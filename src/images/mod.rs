//! Image manager
//!
//! Pull-on-demand with per-image single-flight: N concurrent pulls of the
//! same image collapse to one engine call whose terminal status is delivered
//! to every caller and cached until explicit invalidation. The set of images
//! a deployment uses is bounded, so the cache needs no eviction.

use std::collections::HashMap;
use std::sync::Arc;

use parking_lot::Mutex;
use serde::Serialize;
use tokio::sync::OnceCell;
use tracing::{info, warn};

use crate::engine::{ContainerEngine, DiskUsage, EngineError, PruneReport};

/// Cache state of one image
#[derive(Debug, Clone, Copy, PartialEq, Eq, Serialize)]
#[serde(rename_all = "snake_case")]
pub enum ImageState {
    Available,
    Pulling,
    NotFound,
    Error,
}

/// Status record for one image
#[derive(Debug, Clone, Serialize)]
pub struct ImageStatus {
    pub image: String,
    pub status: ImageState,

    #[serde(skip_serializing_if = "Option::is_none")]
    pub size_mb: Option<f64>,

    #[serde(skip_serializing_if = "Option::is_none")]
    pub created: Option<String>,

    #[serde(skip_serializing_if = "Option::is_none")]
    pub id: Option<String>,

    #[serde(skip_serializing_if = "Option::is_none")]
    pub error: Option<String>,
}

impl ImageStatus {
    fn bare(image: &str, status: ImageState) -> Self {
        Self {
            image: image.to_string(),
            status,
            size_mb: None,
            created: None,
            id: None,
            error: None,
        }
    }
}

fn size_mb(bytes: i64) -> f64 {
    (bytes as f64 / (1024.0 * 1024.0) * 100.0).round() / 100.0
}

/// Manages image pre-pulling and caching
#[derive(Clone)]
pub struct ImageManager {
    engine: Arc<dyn ContainerEngine>,
    pulls: Arc<Mutex<HashMap<String, Arc<OnceCell<ImageStatus>>>>>,
}

impl ImageManager {
    pub fn new(engine: Arc<dyn ContainerEngine>) -> Self {
        Self {
            engine,
            pulls: Arc::new(Mutex::new(HashMap::new())),
        }
    }

    /// Check whether an image is available locally or mid-pull
    pub async fn status(&self, image: &str) -> ImageStatus {
        match self.engine.image_status(image).await {
            Ok(Some(details)) => ImageStatus {
                image: image.to_string(),
                status: ImageState::Available,
                size_mb: Some(size_mb(details.size_bytes)),
                created: details.created,
                id: Some(details.id),
                error: None,
            },
            Ok(None) => {
                let in_flight = {
                    let pulls = self.pulls.lock();
                    pulls
                        .get(image)
                        .map(|cell| cell.get().cloned())
                };

                match in_flight {
                    // Entry exists but the pull has not finished
                    Some(None) => ImageStatus::bare(image, ImageState::Pulling),
                    Some(Some(status)) => status,
                    None => ImageStatus::bare(image, ImageState::NotFound),
                }
            }
            Err(e) => {
                let mut status = ImageStatus::bare(image, ImageState::Error);
                status.error = Some(e.to_string());
                status
            }
        }
    }

    /// List all locally cached (tagged) images
    pub async fn list_cached(&self) -> Vec<ImageStatus> {
        match self.engine.list_images().await {
            Ok(images) => images
                .into_iter()
                .map(|details| ImageStatus {
                    image: details.image,
                    status: ImageState::Available,
                    size_mb: Some(size_mb(details.size_bytes)),
                    created: details.created,
                    id: Some(details.id),
                    error: None,
                })
                .collect(),
            Err(e) => {
                warn!("Image listing failed | error={}", e);
                Vec::new()
            }
        }
    }

    /// Pull an image, collapsing concurrent callers onto one engine call.
    ///
    /// Terminal successes stay cached; failures are dropped from the map so a
    /// later pull can retry.
    pub async fn pull(&self, image: &str) -> ImageStatus {
        let cell = {
            let mut pulls = self.pulls.lock();
            pulls
                .entry(image.to_string())
                .or_insert_with(|| Arc::new(OnceCell::new()))
                .clone()
        };

        let status = cell
            .get_or_init(|| async { self.do_pull(image).await })
            .await
            .clone();

        if status.status != ImageState::Available {
            self.pulls.lock().remove(image);
        }

        status
    }

    async fn do_pull(&self, image: &str) -> ImageStatus {
        info!("Pulling image | image={}", image);

        match self.engine.pull_image(image).await {
            Ok(()) => {
                info!("Image pulled | image={}", image);
                self.status(image).await
            }
            Err(EngineError::ImageNotFound(_)) => {
                warn!("Image not found in registry | image={}", image);
                let mut status = ImageStatus::bare(image, ImageState::NotFound);
                status.error = Some(format!("Image {} not found in registry", image));
                status
            }
            Err(e) => {
                warn!("Image pull failed | image={} | error={}", image, e);
                let mut status = ImageStatus::bare(image, ImageState::Error);
                status.error = Some(e.to_string());
                status
            }
        }
    }

    /// Pre-pull images in the background
    pub fn warmup(&self, images: &[String]) -> Vec<ImageStatus> {
        let mut statuses = Vec::new();

        for image in images {
            let manager = self.clone();
            let image = image.clone();
            statuses.push(ImageStatus::bare(&image, ImageState::Pulling));

            tokio::spawn(async move {
                manager.pull(&image).await;
            });
        }

        statuses
    }

    /// Remove a cached image and invalidate the single-flight entry
    pub async fn remove(&self, image: &str, force: bool) -> ImageStatus {
        self.pulls.lock().remove(image);

        match self.engine.remove_image(image, force).await {
            Ok(()) => ImageStatus::bare(image, ImageState::NotFound),
            Err(EngineError::ImageNotFound(_)) => ImageStatus::bare(image, ImageState::NotFound),
            Err(e) => {
                let mut status = ImageStatus::bare(image, ImageState::Error);
                status.error = Some(e.to_string());
                status
            }
        }
    }

    pub async fn disk_usage(&self) -> Result<DiskUsage, EngineError> {
        self.engine.disk_usage().await
    }

    pub async fn prune(&self) -> Result<PruneReport, EngineError> {
        self.engine.prune().await
    }
}

#[cfg(test)]
mod tests {
    use super::*;
    use crate::engine::fake::FakeEngine;
    use std::time::Duration;

    const IMAGE: &str = "ubuntu:22.04";

    #[tokio::test]
    async fn test_concurrent_pulls_are_single_flight() {
        let engine = Arc::new(FakeEngine::new());
        engine.add_registry_image(IMAGE);
        engine.set_pull_delay(Duration::from_millis(20));

        let manager = ImageManager::new(engine.clone() as Arc<dyn ContainerEngine>);

        let (a, b, c) = tokio::join!(
            manager.pull(IMAGE),
            manager.pull(IMAGE),
            manager.pull(IMAGE)
        );

        assert_eq!(engine.pull_count(), 1);
        for status in [a, b, c] {
            assert_eq!(status.status, ImageState::Available);
        }
    }

    #[tokio::test]
    async fn test_completed_pull_is_cached() {
        let engine = Arc::new(FakeEngine::new());
        engine.add_registry_image(IMAGE);

        let manager = ImageManager::new(engine.clone() as Arc<dyn ContainerEngine>);

        manager.pull(IMAGE).await;
        manager.pull(IMAGE).await;

        assert_eq!(engine.pull_count(), 1);
        assert_eq!(manager.status(IMAGE).await.status, ImageState::Available);
    }

    #[tokio::test]
    async fn test_failed_pull_can_retry() {
        let engine = Arc::new(FakeEngine::new());
        let manager = ImageManager::new(engine.clone() as Arc<dyn ContainerEngine>);

        let status = manager.pull(IMAGE).await;
        assert_eq!(status.status, ImageState::NotFound);

        // The image appears in the registry later; a fresh pull must succeed
        engine.add_registry_image(IMAGE);
        let status = manager.pull(IMAGE).await;
        assert_eq!(status.status, ImageState::Available);
        assert_eq!(engine.pull_count(), 1);
    }

    #[tokio::test]
    async fn test_remove_invalidates_cache() {
        let engine = Arc::new(FakeEngine::new());
        engine.add_registry_image(IMAGE);

        let manager = ImageManager::new(engine.clone() as Arc<dyn ContainerEngine>);

        manager.pull(IMAGE).await;
        manager.remove(IMAGE, false).await;

        assert_eq!(manager.status(IMAGE).await.status, ImageState::NotFound);

        manager.pull(IMAGE).await;
        assert_eq!(engine.pull_count(), 2);
    }

    #[tokio::test]
    async fn test_warmup_pulls_in_background() {
        let engine = Arc::new(FakeEngine::new());
        engine.add_registry_image(IMAGE);

        let manager = ImageManager::new(engine.clone() as Arc<dyn ContainerEngine>);

        let statuses = manager.warmup(&[IMAGE.to_string()]);
        assert_eq!(statuses[0].status, ImageState::Pulling);

        for _ in 0..50 {
            if manager.status(IMAGE).await.status == ImageState::Available {
                return;
            }
            tokio::time::sleep(Duration::from_millis(10)).await;
        }
        panic!("warmup never completed");
    }
}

================

Would you filter the records and copy each line that contains the word "locally"?

> FINISHED EXERCISE:
    /// Check whether an image is available locally or mid-pull
    /// List all locally cached (tagged) images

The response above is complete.